[The data Boundary: Start]
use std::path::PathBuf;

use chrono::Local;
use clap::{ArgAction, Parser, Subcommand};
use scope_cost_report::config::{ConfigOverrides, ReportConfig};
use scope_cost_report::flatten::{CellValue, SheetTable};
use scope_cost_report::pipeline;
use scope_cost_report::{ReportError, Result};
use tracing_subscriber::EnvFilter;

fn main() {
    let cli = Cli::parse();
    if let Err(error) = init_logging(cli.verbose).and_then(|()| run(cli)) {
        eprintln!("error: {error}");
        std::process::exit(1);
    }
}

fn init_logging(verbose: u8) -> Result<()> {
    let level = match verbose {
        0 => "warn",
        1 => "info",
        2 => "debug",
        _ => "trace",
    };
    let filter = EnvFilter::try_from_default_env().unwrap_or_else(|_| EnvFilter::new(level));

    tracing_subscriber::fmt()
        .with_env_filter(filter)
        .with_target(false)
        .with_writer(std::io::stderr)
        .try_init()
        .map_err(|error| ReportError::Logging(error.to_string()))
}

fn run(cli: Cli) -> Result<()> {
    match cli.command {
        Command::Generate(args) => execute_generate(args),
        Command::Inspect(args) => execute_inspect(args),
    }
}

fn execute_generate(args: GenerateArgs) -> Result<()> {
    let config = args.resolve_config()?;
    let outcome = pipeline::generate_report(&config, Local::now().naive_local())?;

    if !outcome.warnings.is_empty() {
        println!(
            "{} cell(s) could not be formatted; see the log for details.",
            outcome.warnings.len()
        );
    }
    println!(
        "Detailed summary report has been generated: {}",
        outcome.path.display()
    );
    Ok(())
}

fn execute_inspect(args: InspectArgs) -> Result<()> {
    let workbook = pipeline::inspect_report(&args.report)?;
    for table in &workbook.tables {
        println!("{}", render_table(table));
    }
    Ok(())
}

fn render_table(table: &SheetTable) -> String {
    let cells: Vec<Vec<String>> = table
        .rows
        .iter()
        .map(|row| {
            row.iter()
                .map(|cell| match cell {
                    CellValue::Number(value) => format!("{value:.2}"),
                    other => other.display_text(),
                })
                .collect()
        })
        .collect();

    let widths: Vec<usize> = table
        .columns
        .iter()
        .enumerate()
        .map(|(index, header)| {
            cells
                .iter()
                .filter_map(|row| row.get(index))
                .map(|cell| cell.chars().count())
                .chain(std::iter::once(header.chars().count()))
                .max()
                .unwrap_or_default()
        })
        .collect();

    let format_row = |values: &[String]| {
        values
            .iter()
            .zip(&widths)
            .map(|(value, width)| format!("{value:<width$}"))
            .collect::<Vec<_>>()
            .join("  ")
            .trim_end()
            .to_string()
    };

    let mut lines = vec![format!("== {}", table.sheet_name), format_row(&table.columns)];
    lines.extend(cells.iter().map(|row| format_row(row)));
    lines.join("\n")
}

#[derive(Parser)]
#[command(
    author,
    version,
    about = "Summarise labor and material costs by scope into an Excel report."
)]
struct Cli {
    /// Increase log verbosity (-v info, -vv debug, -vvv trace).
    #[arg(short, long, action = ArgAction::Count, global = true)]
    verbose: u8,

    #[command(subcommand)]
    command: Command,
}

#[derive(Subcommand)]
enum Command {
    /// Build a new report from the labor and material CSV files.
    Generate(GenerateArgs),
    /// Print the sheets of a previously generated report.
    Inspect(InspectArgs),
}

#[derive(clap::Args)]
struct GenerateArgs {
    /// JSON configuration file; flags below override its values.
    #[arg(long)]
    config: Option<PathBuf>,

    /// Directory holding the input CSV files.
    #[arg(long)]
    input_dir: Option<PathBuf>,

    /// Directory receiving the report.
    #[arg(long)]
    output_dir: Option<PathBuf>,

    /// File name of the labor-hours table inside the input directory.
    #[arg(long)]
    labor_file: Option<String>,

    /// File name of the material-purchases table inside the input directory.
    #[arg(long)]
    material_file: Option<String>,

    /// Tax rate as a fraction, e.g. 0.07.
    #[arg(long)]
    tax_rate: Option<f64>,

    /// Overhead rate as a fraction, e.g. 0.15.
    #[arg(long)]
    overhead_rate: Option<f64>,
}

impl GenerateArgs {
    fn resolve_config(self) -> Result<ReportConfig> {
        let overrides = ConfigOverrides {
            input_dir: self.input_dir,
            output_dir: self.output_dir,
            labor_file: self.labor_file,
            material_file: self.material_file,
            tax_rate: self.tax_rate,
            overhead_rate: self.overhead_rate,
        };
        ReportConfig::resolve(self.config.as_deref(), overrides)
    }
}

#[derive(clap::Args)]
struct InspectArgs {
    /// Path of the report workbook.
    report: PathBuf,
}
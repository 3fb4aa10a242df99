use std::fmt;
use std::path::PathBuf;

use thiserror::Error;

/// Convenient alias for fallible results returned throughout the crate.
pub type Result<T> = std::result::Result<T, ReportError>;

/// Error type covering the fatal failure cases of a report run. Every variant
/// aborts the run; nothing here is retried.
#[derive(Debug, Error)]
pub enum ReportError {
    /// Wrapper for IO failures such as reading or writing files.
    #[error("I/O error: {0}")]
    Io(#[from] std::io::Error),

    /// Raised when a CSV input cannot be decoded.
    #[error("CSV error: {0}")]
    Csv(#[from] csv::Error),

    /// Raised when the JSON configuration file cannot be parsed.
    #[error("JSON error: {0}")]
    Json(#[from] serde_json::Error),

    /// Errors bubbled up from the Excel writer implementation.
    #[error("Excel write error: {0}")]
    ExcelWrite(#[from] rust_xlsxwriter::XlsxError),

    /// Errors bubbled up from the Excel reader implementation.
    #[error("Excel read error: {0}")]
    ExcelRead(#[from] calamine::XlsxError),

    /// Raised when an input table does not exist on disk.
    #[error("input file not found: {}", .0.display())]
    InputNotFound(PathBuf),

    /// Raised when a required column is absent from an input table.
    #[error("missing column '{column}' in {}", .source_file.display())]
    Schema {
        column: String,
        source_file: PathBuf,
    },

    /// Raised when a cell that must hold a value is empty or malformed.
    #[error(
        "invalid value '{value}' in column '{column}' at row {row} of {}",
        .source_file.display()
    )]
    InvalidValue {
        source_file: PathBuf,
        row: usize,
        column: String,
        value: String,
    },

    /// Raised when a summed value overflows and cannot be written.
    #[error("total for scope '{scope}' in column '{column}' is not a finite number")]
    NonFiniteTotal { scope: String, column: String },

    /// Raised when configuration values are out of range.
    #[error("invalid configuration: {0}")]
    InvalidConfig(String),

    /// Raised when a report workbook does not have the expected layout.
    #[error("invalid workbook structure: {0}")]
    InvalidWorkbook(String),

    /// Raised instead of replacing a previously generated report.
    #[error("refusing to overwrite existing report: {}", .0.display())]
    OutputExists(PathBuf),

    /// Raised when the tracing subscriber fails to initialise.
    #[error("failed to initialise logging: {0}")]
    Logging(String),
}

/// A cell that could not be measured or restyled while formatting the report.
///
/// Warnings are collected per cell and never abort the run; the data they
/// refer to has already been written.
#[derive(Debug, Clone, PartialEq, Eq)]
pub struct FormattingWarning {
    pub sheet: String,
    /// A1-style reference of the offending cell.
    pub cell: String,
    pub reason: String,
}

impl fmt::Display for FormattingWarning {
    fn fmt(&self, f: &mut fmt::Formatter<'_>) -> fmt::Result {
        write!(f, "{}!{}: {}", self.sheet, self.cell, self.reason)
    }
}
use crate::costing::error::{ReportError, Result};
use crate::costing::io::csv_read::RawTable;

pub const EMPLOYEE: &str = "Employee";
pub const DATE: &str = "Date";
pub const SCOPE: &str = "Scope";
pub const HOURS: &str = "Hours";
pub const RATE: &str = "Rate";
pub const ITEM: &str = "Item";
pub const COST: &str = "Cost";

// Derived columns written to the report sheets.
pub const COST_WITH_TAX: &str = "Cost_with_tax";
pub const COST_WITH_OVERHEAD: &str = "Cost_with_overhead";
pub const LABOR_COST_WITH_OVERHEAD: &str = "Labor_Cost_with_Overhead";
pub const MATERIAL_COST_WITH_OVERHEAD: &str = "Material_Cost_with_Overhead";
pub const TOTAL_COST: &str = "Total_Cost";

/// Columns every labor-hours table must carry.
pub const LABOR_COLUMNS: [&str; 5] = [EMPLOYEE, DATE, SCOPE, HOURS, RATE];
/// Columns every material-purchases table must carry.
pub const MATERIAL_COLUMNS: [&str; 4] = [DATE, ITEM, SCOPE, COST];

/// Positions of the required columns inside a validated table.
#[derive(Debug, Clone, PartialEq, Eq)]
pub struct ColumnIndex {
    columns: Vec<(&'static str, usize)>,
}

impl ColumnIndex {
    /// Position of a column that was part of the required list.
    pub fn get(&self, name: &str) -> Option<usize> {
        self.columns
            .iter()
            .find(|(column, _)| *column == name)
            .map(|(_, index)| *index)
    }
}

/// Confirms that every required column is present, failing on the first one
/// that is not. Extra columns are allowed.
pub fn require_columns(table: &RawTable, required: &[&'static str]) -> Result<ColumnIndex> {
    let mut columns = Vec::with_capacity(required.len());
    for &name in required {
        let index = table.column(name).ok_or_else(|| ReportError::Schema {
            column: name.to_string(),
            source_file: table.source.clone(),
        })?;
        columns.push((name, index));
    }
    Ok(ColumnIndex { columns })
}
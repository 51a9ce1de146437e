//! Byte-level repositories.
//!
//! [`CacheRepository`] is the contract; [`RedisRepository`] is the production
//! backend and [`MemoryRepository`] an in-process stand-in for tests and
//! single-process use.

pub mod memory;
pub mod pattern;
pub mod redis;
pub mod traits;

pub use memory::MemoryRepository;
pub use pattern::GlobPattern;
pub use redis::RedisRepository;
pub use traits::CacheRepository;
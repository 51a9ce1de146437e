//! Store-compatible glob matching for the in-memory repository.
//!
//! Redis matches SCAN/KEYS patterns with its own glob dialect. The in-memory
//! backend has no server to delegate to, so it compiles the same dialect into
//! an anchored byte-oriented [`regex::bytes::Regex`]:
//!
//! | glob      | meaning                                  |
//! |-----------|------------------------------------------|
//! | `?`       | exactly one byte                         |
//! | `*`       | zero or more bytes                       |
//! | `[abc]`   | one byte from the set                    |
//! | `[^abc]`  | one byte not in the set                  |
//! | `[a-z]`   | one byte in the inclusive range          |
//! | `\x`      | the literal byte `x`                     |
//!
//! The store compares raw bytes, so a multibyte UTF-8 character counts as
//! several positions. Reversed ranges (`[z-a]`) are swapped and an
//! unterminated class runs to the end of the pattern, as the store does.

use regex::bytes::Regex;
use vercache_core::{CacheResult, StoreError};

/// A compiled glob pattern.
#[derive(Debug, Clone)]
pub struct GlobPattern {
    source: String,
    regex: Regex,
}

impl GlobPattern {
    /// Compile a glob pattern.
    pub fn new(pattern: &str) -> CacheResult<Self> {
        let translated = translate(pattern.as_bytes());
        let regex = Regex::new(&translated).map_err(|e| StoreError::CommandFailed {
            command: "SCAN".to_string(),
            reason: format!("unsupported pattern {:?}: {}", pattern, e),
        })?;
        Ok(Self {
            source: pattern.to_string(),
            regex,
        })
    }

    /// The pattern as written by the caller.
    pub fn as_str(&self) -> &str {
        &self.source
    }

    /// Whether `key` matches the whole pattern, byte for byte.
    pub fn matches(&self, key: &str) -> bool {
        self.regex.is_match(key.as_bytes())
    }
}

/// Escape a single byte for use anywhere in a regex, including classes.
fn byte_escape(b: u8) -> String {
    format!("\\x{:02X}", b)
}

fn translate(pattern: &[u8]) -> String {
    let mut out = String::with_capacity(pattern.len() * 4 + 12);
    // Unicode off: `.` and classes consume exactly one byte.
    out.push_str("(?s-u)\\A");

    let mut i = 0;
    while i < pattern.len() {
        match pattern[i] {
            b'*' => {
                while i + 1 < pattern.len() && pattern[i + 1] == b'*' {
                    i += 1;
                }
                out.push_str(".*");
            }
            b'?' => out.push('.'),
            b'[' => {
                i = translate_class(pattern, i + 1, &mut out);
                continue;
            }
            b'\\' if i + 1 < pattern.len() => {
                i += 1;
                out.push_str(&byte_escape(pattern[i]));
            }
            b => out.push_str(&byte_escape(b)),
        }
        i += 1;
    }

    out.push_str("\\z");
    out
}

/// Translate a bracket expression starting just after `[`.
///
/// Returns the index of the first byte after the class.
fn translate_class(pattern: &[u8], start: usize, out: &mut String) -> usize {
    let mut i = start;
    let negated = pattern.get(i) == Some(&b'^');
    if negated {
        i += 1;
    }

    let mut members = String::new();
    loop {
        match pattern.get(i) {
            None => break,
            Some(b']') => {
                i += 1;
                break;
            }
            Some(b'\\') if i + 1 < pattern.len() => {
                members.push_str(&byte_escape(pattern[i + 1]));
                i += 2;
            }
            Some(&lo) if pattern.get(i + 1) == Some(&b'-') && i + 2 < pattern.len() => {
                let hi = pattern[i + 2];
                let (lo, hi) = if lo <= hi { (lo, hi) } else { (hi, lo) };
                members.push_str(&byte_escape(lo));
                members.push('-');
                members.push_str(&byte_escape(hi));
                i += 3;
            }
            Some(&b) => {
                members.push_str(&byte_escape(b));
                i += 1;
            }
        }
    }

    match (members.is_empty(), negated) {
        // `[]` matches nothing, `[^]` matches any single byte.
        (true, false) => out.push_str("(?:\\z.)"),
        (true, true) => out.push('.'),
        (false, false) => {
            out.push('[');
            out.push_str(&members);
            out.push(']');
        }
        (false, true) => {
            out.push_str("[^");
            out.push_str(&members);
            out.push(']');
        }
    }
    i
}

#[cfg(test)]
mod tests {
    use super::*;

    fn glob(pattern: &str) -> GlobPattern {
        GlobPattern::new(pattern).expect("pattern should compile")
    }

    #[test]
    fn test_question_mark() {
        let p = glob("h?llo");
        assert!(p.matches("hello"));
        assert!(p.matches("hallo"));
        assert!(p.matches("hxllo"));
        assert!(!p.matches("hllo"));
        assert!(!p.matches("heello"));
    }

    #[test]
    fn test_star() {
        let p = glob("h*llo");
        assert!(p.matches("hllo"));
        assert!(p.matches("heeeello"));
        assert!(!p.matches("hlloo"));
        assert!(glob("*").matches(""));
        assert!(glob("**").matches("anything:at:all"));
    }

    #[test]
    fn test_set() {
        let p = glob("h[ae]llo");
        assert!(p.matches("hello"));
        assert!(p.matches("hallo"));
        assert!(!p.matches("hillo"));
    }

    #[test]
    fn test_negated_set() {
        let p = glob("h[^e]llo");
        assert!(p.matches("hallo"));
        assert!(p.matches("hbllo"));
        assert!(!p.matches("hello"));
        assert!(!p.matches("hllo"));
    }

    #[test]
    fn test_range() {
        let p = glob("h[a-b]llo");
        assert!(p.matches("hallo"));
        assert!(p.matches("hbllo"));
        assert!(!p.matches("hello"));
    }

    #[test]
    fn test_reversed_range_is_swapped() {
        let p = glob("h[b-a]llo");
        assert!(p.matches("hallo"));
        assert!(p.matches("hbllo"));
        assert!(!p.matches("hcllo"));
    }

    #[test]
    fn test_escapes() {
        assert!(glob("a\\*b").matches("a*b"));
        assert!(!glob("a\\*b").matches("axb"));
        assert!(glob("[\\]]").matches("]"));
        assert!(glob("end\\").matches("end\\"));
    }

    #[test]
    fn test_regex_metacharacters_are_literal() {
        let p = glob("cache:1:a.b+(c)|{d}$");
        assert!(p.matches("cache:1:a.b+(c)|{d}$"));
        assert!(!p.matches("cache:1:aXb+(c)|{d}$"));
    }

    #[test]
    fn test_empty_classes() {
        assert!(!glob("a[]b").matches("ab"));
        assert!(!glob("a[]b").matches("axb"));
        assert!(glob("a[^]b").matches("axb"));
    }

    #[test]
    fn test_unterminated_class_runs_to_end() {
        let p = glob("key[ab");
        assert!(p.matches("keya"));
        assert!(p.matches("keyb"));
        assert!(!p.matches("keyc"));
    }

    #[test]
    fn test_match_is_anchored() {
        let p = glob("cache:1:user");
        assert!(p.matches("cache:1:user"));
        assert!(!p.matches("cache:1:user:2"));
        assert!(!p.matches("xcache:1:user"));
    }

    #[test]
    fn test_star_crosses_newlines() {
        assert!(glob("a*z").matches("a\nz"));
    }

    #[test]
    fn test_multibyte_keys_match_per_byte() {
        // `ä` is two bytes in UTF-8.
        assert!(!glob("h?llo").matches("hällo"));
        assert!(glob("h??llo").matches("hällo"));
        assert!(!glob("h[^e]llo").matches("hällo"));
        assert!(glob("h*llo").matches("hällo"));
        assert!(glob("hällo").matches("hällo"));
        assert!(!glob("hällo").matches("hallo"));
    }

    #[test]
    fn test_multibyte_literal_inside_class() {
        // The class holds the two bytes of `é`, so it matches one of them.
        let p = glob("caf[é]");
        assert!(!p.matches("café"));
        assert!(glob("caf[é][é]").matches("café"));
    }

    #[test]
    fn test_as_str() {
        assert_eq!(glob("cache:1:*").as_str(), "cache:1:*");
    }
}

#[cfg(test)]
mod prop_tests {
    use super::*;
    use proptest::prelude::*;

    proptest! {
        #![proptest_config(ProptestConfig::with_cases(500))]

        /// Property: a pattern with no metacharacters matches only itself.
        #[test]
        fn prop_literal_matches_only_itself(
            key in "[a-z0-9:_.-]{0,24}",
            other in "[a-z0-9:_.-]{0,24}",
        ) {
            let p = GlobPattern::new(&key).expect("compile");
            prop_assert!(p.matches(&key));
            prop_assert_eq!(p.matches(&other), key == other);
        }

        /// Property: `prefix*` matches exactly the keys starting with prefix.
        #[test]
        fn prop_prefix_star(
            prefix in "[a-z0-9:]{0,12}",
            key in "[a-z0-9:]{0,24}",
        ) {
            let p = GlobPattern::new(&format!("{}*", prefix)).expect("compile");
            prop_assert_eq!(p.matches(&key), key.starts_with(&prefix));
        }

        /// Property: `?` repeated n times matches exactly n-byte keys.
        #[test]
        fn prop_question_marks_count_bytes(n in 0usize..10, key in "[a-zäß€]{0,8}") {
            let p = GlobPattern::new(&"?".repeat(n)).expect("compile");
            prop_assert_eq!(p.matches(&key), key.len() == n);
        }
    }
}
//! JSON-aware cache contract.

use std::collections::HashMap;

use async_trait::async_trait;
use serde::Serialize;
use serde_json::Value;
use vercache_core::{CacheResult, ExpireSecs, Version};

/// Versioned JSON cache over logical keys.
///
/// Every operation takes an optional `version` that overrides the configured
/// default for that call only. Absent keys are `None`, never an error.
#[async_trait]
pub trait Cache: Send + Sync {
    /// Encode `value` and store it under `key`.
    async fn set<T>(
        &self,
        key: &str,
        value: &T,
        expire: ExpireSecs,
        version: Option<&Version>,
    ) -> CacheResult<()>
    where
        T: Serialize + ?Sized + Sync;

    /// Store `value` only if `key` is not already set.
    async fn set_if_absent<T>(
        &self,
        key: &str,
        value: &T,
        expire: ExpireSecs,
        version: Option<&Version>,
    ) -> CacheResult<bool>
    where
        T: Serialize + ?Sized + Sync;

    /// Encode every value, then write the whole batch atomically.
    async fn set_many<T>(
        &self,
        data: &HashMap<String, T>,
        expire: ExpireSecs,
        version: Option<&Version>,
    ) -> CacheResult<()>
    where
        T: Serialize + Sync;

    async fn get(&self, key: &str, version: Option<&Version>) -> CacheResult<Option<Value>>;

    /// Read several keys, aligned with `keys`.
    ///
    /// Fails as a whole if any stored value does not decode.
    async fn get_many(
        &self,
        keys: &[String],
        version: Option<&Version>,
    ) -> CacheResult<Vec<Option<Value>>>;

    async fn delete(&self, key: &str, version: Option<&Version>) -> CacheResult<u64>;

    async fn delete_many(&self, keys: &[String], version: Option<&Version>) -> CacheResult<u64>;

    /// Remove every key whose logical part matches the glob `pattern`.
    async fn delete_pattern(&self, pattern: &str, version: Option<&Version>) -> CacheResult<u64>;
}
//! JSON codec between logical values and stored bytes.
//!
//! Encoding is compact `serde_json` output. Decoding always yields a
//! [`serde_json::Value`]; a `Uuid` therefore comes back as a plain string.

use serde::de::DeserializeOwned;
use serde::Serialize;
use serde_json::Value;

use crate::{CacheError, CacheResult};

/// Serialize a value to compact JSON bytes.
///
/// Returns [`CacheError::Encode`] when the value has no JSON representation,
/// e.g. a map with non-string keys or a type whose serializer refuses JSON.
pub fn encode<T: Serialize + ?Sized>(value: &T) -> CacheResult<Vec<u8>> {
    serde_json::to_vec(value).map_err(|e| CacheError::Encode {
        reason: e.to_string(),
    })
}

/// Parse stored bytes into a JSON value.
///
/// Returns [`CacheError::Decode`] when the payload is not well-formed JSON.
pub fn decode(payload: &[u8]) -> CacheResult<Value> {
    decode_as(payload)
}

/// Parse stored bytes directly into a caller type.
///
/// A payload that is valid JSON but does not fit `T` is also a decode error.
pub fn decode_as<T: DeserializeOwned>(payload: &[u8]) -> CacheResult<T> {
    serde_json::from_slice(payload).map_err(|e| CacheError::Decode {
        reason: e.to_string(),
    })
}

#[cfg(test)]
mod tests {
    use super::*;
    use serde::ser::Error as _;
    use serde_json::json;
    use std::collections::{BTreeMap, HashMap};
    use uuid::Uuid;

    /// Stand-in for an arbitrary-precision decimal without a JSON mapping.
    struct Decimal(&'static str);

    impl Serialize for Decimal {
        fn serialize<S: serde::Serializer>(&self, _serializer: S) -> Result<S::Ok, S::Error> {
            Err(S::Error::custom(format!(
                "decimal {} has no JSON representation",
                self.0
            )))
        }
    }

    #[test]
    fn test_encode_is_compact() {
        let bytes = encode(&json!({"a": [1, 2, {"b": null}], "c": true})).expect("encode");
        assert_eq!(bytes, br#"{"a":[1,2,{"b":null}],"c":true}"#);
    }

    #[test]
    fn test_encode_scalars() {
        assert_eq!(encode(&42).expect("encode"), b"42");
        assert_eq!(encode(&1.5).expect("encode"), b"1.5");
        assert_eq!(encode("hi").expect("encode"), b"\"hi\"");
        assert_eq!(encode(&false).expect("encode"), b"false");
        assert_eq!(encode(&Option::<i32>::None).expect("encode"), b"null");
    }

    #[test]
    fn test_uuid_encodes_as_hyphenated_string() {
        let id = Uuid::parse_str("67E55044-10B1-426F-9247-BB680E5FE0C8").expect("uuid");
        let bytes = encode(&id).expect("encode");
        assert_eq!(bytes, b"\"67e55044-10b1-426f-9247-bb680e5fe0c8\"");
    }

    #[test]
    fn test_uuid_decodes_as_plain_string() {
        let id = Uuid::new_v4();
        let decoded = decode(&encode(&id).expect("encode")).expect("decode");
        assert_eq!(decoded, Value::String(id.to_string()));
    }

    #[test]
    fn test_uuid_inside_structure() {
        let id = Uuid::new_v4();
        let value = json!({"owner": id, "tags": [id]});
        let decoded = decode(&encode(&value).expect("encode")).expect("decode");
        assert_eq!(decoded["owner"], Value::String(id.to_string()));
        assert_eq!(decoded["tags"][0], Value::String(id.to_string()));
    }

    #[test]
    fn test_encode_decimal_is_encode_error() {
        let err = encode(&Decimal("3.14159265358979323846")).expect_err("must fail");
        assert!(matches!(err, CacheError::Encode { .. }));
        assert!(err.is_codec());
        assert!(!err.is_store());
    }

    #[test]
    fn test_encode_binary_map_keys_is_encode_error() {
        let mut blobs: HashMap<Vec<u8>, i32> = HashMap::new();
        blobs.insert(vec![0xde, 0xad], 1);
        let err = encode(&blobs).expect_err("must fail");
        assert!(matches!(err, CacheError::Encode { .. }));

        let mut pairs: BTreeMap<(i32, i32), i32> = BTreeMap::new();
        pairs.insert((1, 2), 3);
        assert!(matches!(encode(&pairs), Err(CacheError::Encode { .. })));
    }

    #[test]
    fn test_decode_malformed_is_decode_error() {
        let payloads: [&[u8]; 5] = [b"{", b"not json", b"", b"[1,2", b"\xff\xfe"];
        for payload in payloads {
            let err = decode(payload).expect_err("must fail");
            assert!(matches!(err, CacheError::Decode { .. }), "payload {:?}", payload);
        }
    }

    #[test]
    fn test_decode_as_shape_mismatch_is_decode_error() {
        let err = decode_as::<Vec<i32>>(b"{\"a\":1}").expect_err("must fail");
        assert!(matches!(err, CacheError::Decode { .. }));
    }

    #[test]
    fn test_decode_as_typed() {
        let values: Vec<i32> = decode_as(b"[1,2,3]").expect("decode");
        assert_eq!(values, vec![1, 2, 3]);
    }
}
[The data Boundary: End]
Show the lines in the entries above that include the string "fraction".

**Completed task:**
    /// Tax rate as a fraction, e.g. 0.07.
    /// Overhead rate as a fraction, e.g. 0.15.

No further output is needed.